> [What you are asked to do]:
For each line of the data below, test for "Result". Report only the number of lines that pass.

> [Material for this exercise]:
//! ZIP extraction for downloaded artifact archives.

use anyhow::{Context, Result};
use std::fs::{self, File};
use std::io;
use std::path::Path;

/// Extracts every entry of the ZIP at `archive_path` under `dest`.
///
/// Entries whose path would leave `dest` (absolute or `..`) are skipped.
/// Returns the number of files written.
pub fn extract_zip(archive_path: &Path, dest: &Path) -> Result<usize> {
    let file = File::open(archive_path)
        .with_context(|| format!("open {}", archive_path.display()))?;
    let mut archive = zip::ZipArchive::new(file)
        .with_context(|| format!("read ZIP archive {}", archive_path.display()))?;

    let mut written = 0;
    for index in 0..archive.len() {
        let mut entry = archive
            .by_index(index)
            .with_context(|| format!("read entry {} of {}", index, archive_path.display()))?;
        let Some(relative) = entry.enclosed_name().map(Path::to_path_buf) else {
            tracing::warn!(entry = entry.name(), "skipping archive entry with unsafe path");
            continue;
        };
        let out_path = dest.join(relative);

        if entry.is_dir() {
            fs::create_dir_all(&out_path)
                .with_context(|| format!("create directory {}", out_path.display()))?;
            continue;
        }
        if let Some(parent) = out_path.parent() {
            fs::create_dir_all(parent)
                .with_context(|| format!("create directory {}", parent.display()))?;
        }
        let mut out = File::create(&out_path)
            .with_context(|| format!("create {}", out_path.display()))?;
        io::copy(&mut entry, &mut out)
            .with_context(|| format!("extract {}", out_path.display()))?;
        apply_mode(&out, entry.unix_mode(), &out_path)?;
        written += 1;
    }
    Ok(written)
}

/// Restores the permission bits stored in the archive (setuid/setgid dropped).
#[cfg(unix)]
fn apply_mode(out: &File, mode: Option<u32>, path: &Path) -> Result<()> {
    use std::os::unix::fs::PermissionsExt;

    let Some(mode) = mode else {
        return Ok(());
    };
    out.set_permissions(fs::Permissions::from_mode(mode & 0o777))
        .with_context(|| format!("set permissions on {}", path.display()))
}

#[cfg(not(unix))]
fn apply_mode(_out: &File, _mode: Option<u32>, _path: &Path) -> Result<()> {
    Ok(())
}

> [Exercise response]:
4